- Your assignment
Print, from the listing below, the lines starting at the line containing "let mut market = [0.0; MARKET_WIDTH];" and ending at the line containing "of the chain", exactly as they stand, and print nothing else.

- - -

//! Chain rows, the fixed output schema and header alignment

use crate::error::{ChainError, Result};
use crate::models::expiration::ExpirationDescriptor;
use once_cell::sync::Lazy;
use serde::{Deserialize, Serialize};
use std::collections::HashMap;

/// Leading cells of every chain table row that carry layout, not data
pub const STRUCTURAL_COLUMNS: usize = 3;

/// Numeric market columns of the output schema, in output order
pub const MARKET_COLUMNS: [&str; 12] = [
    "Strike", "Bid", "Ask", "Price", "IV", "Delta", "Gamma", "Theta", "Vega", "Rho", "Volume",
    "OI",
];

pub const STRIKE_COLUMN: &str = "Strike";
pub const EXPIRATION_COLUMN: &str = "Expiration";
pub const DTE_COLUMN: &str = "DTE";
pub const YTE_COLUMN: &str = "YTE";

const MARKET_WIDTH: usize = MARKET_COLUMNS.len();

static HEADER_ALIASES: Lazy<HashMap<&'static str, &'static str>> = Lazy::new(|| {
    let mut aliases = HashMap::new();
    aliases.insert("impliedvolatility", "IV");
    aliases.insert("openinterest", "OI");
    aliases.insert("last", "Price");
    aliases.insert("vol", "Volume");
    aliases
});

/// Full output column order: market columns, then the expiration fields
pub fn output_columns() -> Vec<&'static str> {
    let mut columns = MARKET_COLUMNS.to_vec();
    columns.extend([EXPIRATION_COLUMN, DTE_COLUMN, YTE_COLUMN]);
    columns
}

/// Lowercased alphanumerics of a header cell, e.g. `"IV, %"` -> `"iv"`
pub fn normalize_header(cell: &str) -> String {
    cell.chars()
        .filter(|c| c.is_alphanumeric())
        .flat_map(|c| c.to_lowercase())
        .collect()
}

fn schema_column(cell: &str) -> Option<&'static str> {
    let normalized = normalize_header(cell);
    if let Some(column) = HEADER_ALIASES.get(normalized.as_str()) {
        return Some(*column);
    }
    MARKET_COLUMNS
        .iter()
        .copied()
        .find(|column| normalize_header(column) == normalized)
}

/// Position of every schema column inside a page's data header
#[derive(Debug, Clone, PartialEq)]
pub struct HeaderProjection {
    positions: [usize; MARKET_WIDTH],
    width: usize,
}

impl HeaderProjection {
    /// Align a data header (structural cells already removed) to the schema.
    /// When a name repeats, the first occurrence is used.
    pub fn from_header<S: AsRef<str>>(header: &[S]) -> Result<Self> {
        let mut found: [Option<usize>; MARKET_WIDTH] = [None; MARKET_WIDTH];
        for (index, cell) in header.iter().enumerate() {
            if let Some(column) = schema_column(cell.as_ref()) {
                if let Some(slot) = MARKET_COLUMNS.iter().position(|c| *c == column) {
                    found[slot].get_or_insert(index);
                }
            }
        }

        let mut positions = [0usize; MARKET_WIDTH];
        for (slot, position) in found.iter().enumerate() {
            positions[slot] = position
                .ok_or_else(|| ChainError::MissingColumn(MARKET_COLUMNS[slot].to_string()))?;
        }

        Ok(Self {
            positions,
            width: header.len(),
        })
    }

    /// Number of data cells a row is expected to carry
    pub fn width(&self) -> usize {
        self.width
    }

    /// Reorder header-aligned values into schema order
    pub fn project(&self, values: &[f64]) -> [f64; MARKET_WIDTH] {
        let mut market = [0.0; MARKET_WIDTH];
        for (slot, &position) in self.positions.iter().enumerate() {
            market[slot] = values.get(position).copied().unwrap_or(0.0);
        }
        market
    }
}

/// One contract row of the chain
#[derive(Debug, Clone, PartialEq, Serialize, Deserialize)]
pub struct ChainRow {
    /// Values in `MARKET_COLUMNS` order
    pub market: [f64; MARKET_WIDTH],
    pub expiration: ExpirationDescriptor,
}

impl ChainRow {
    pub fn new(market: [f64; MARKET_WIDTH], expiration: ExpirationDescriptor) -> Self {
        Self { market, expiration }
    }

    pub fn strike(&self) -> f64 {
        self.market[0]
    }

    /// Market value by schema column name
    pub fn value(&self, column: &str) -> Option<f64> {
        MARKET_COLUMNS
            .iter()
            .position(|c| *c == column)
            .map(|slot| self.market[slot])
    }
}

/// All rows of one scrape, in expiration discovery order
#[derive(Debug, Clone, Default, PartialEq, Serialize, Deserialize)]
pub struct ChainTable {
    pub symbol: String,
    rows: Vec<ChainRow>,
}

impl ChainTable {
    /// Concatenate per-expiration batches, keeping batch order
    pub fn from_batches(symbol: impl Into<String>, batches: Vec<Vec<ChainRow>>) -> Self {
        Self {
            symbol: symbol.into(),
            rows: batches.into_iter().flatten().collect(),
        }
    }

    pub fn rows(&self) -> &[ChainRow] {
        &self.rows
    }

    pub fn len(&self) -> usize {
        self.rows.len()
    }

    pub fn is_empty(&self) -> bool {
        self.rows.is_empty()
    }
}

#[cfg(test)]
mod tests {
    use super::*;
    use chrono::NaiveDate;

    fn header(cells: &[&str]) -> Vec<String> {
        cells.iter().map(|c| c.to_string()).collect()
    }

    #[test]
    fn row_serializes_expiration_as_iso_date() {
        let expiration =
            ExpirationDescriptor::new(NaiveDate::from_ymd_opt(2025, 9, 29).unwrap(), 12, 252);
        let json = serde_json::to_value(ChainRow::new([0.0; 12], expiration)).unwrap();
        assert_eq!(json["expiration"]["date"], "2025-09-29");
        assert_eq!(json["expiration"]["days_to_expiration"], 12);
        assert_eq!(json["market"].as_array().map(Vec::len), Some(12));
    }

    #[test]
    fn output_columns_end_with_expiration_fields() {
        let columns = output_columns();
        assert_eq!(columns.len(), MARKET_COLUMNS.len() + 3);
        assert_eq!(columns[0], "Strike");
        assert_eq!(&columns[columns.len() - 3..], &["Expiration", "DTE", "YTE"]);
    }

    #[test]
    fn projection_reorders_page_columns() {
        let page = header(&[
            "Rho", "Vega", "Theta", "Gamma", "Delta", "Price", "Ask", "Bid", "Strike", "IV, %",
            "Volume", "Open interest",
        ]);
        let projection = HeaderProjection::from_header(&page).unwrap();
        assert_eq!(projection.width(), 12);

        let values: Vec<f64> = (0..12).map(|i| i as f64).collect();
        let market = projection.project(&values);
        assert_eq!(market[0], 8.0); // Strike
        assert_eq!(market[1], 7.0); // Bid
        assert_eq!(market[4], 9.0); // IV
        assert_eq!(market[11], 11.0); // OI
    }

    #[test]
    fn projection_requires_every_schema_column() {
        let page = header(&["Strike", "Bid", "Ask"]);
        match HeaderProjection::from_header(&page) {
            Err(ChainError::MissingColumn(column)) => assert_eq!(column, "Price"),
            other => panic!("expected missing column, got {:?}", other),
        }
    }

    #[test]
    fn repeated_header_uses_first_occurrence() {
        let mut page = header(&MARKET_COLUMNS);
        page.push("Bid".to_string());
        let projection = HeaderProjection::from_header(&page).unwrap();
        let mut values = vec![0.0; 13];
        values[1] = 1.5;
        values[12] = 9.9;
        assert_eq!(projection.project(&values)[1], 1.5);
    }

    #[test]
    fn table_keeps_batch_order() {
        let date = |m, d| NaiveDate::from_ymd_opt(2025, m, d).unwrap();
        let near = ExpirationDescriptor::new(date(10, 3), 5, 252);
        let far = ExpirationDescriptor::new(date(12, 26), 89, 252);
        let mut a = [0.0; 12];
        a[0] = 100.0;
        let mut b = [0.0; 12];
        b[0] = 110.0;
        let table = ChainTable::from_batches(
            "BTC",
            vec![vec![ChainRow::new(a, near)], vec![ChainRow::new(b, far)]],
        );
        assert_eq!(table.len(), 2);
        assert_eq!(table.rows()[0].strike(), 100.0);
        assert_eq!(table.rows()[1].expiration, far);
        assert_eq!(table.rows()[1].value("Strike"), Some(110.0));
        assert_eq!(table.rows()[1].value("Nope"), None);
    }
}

- - -

- Result of the exercise
        let mut market = [0.0; MARKET_WIDTH];
        for (slot, &position) in self.positions.iter().enumerate() {
            market[slot] = values.get(position).copied().unwrap_or(0.0);
        }
        market
    }
}

/// One contract row of the chain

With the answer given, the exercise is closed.